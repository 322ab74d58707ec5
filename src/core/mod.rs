pub mod config;
pub mod error;
pub mod types;

pub use config::{AfterInfection, EngineConfig};
pub use error::{EngineError, ErrorKind, Result};
pub use types::{InfectionState, Inventory, Location, NewSurvivor, Survivor, SurvivorId};
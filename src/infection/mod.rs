//! Contamination escalation
//!
//! Reports accumulate on the survivor row; reaching the threshold flips the
//! survivor to `Infected`, which nothing ever reverses.

pub mod state_machine;

pub use state_machine::{InfectionStateMachine, ReportOutcome, Transition};

/// Contamination reports at which a survivor is marked infected
pub const CONTAMINATION_THRESHOLD: u32 = 3;

/// Whether a report count has reached the infection threshold
pub fn threshold_reached(reports: u32) -> bool {
    reports >= CONTAMINATION_THRESHOLD
}

#[cfg(test)]
mod tests {
    use super::*;

    #[test]
    fn test_threshold_boundary() {
        assert!(!threshold_reached(0));
        assert!(!threshold_reached(CONTAMINATION_THRESHOLD - 1));
        assert!(threshold_reached(CONTAMINATION_THRESHOLD));
        assert!(threshold_reached(CONTAMINATION_THRESHOLD + 10));
    }
}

========================================================================

:: PROMPT ::
Repeat, exactly and only, the lines above from the one containing "pub fn threshold_reached(reports: u32)" through the end of the material.

:: WRITTEN SOLUTION ::
pub fn threshold_reached(reports: u32) -> bool {
    reports >= CONTAMINATION_THRESHOLD
}

#[cfg(test)]
mod tests {
    use super::*;

    #[test]
    fn test_threshold_boundary() {
        assert!(!threshold_reached(0));
        assert!(!threshold_reached(CONTAMINATION_THRESHOLD - 1));
        assert!(threshold_reached(CONTAMINATION_THRESHOLD));
        assert!(threshold_reached(CONTAMINATION_THRESHOLD + 10));
    }
}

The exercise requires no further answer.